I remember my brother and our friend since grade school Ely, waited in line at Game Stop to buy the game at midnight. Is that still a thing these days? We set up our computers in the basement and played all night and morning. During breaks when we weren’t talking about Starcraft we discussed our career pursuits. I thought I had life figured out and when Ely mentioned he was taking programming classes from Devry. I took a slight interest in this, but mostly still went down the path of network engineering. I also had aspirations of being a full-time pro gamer in Starcraft. At the time, this was unheard of in the U.S. and I would surely be laughed at if I tried. I loved to compete, As the year wound down, I was the last student still at the Cisco lab studying. I had noticed the lab technician had what looked like a Starcraft forum of sorts on his screen. I spoke with him about Starcraft and he showed me what he was looking at. A site called Reddit…

2011 - The Crossroads

Everything I had worked for came to fruition. I passed my CCNA certification. I remember celebrating with my friends thinking I had made it in life. I was already taking night classes for the CCNP. I was on the rise and a great career would be mine in no time. My passions didn’t align with my career pursuit. Something I ignored the entire time I was trying to force my way into a Networking Engineering career. I loved Starcraft 2 and at this point, I was practice and competing for several hours every night. When I wasn’t playing I was watching Twitch streams and reading everything I could about the game on Reddit. I took particular interest in the posts where someone quit their job to pursue a pro gaming career full time.

2012 - A New Hope

I had mostly given up the dream of trying to be a pro gamer. Something I knew would eventually happen. I obtained my CCNP certification. Something many network engineers never accomplish. What happened next might shock you. I quit…My professors were shocked, they were telling every company they spoke to about me. Even after I told them I was done, they didn’t believe me and kept putting great opportunities in my lap. I ignored them. Something wasn’t right. I wasn’t passionate about network engineer where your sign of accomplishment was a successful ping.

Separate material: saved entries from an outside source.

//! Startup wiring: storage engine, shard activation, repository and
//! subscription dispatcher.

use std::sync::Arc;

use anyhow::Context;
use async_trait::async_trait;
use medrepo_core::{ChangeEvent, EventBroadcaster, ShardId};
use medrepo_db_memory::{InMemoryStorage, MEMORY_STEPS, MemoryMigrations};
use medrepo_db_postgres::{POSTGRES_STEPS, PostgresMigrations, PostgresStorage};
use medrepo_storage::{
    EventPublisher, MigrationBackend, MigrationError, MigrationRunner, ResourceRepository,
    ShardDirectory, ShardStatusBoard, StorageEngine,
};
use medrepo_subscriptions::{RepositoryStatusWriter, SubscriptionDispatcher};
use tokio_util::sync::CancellationToken;
use tokio::sync::broadcast;
use tracing::{debug, error, info, warn};

use crate::config::{AppConfig, StorageBackend};

/// Brings shards to the current schema version.
#[async_trait]
pub trait ShardActivator: Send + Sync {
    /// Schema version shards must reach before serving traffic.
    fn latest_version(&self) -> u32;

    async fn activate(&self, shard: &ShardId, cancel: &CancellationToken)
    -> Result<u32, MigrationError>;
}

#[async_trait]
impl<B> ShardActivator for MigrationRunner<B>
where
    B: MigrationBackend + 'static,
{
    fn latest_version(&self) -> u32 {
        MigrationRunner::latest_version(self)
    }

    async fn activate(
        &self,
        shard: &ShardId,
        cancel: &CancellationToken,
    ) -> Result<u32, MigrationError> {
        MigrationRunner::activate(self, shard, cancel).await
    }
}

/// Everything the HTTP surface needs, built once at startup.
#[derive(Clone)]
pub struct Services {
    pub repository: Arc<ResourceRepository>,
    pub dispatcher: SubscriptionDispatcher,
    pub activator: Arc<dyn ShardActivator>,
    pub board: Arc<ShardStatusBoard>,
    /// Fan-out of committed changes for in-process observers
    pub events: Arc<EventBroadcaster>,
    /// Cancelled when the server shuts down
    pub shutdown: CancellationToken,
}

struct Engine {
    storage: Arc<dyn StorageEngine>,
    directory: Arc<dyn ShardDirectory>,
    activator: Arc<dyn ShardActivator>,
}

async fn open_engine(cfg: &AppConfig, board: &Arc<ShardStatusBoard>) -> anyhow::Result<Engine> {
    match cfg.storage.backend {
        StorageBackend::Memory => {
            let storage = Arc::new(InMemoryStorage::with_shards(cfg.storage.shard_ids()));
            let runner = MigrationRunner::new(
                MemoryMigrations::new(storage.clone()),
                MEMORY_STEPS,
                board.clone(),
            )?;
            info!(shards = storage.shards().len(), "In-memory storage ready");
            Ok(Engine {
                storage: storage.clone(),
                directory: storage,
                activator: Arc::new(runner),
            })
        }
        StorageBackend::Postgres => {
            let storage = PostgresStorage::connect(&cfg.to_postgres_config())
                .await
                .context("failed to connect PostgreSQL storage")?;
            let runner = MigrationRunner::new(
                PostgresMigrations::new(storage.clone()),
                POSTGRES_STEPS,
                board.clone(),
            )?;
            let storage = Arc::new(storage);
            Ok(Engine {
                storage: storage.clone(),
                directory: storage,
                activator: Arc::new(runner),
            })
        }
    }
}

/// Activates every shard; a shard whose migration fails stays blocked while
/// the others serve.
pub async fn activate_shards(
    activator: &dyn ShardActivator,
    shards: &[ShardId],
    cancel: &CancellationToken,
) -> usize {
    let mut ready = 0;
    for shard in shards {
        if cancel.is_cancelled() {
            break;
        }
        match activator.activate(shard, cancel).await {
            Ok(version) => {
                info!(shard = %shard, version, "Shard active");
                ready += 1;
            }
            Err(e) => error!(shard = %shard, error = %e, "Shard activation failed"),
        }
    }
    ready
}

/// Builds the repository and dispatcher and starts the dispatcher loop.
pub async fn build_services(cfg: &AppConfig, shutdown: CancellationToken) -> anyhow::Result<Services> {
    let board = ShardStatusBoard::new_shared();
    let engine = open_engine(cfg, &board).await?;

    let shards = engine.storage.shards();
    if cfg.migrations.run_on_startup {
        let ready = activate_shards(engine.activator.as_ref(), &shards, &shutdown).await;
        info!(ready, total = shards.len(), "Shard activation finished");
    } else {
        warn!("Startup migrations disabled; shards serve after explicit activation");
    }

    let dispatcher = SubscriptionDispatcher::new(cfg.to_dispatcher_config());
    let events = EventBroadcaster::new_shared();
    let publisher = EventPublisher::new()
        .with_sink(dispatcher.sink())
        .with_sink(events.clone());
    let repository = Arc::new(
        ResourceRepository::new(engine.storage, engine.directory, board.clone())
            .with_required_version(engine.activator.latest_version())
            .with_publisher(publisher),
    );
    tokio::spawn(log_changes(events.subscribe(), shutdown.clone()));

    for tenant in &cfg.storage.tenants {
        let shard = ShardId::new(&tenant.shard)
            .with_context(|| format!("invalid shard for tenant {}", tenant.tenant))?;
        if let Err(e) = repository.router().assign_tenant(&tenant.tenant, shard).await {
            warn!(tenant = %tenant.tenant, error = %e, "Tenant assignment skipped");
        }
    }

    dispatcher.set_status_writer(Arc::new(RepositoryStatusWriter::new(repository.clone())));
    match dispatcher.load_active(&repository).await {
        Ok(loaded) => info!(subscriptions = loaded, "Active subscriptions loaded"),
        Err(e) => warn!(error = %e, "Could not load active subscriptions"),
    }

    let event_loop = dispatcher.clone();
    tokio::spawn(async move { event_loop.run().await });

    Ok(Services {
        repository,
        dispatcher,
        activator: engine.activator,
        board,
        events,
        shutdown,
    })
}

/// Writes one log line per committed change until shutdown.
async fn log_changes(mut changes: broadcast::Receiver<ChangeEvent>, shutdown: CancellationToken) {
    loop {
        let received = tokio::select! {
            _ = shutdown.cancelled() => break,
            received = changes.recv() => received,
        };
        match received {
            Ok(event) => info!(
                tenant = event.tenant.as_deref().unwrap_or("-"),
                shard = %event.shard,
                resource_type = %event.resource_type,
                id = %event.resource_id,
                version_id = event.version_id,
                change = event.change_kind.as_str(),
                "Resource changed"
            ),
            Err(broadcast::error::RecvError::Lagged(skipped)) => {
                warn!(skipped, "Change log fell behind");
            }
            Err(broadcast::error::RecvError::Closed) => break,
        }
    }
    debug!("Change log stopped");
}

Some of my best work friends were developers. While I was on call at the help desk 24/7 and working at 7 am - 4 pm. They showed up to work around 9 or 9:30 am drank coffee, mingled and started working around 10 am. We’d go to the bar. I had three blackberries on me at all times. I’d have to leave the bar, go to my car, fire up my laptop, plug in my Sprint 3G broadband card, RDP into my on-site PC and support whatever issue I was called about. This wasn’t the life for me. I wanted the life my developer work friends had. I went home, scoured Reddit about which programming language would be my golden ticket to becoming a developer. I gave Ruby and Python a try. I signed up for night classes to re-take programming classes. My intro to programming class used C++. Shit…it was hard. I was doing well in the class yet I failed the skills final. Next semester I took the follow-up C++ Object Oriented Programming course. I failed!!! Where did I go wrong? How could I be so passionate about something and fail so hard?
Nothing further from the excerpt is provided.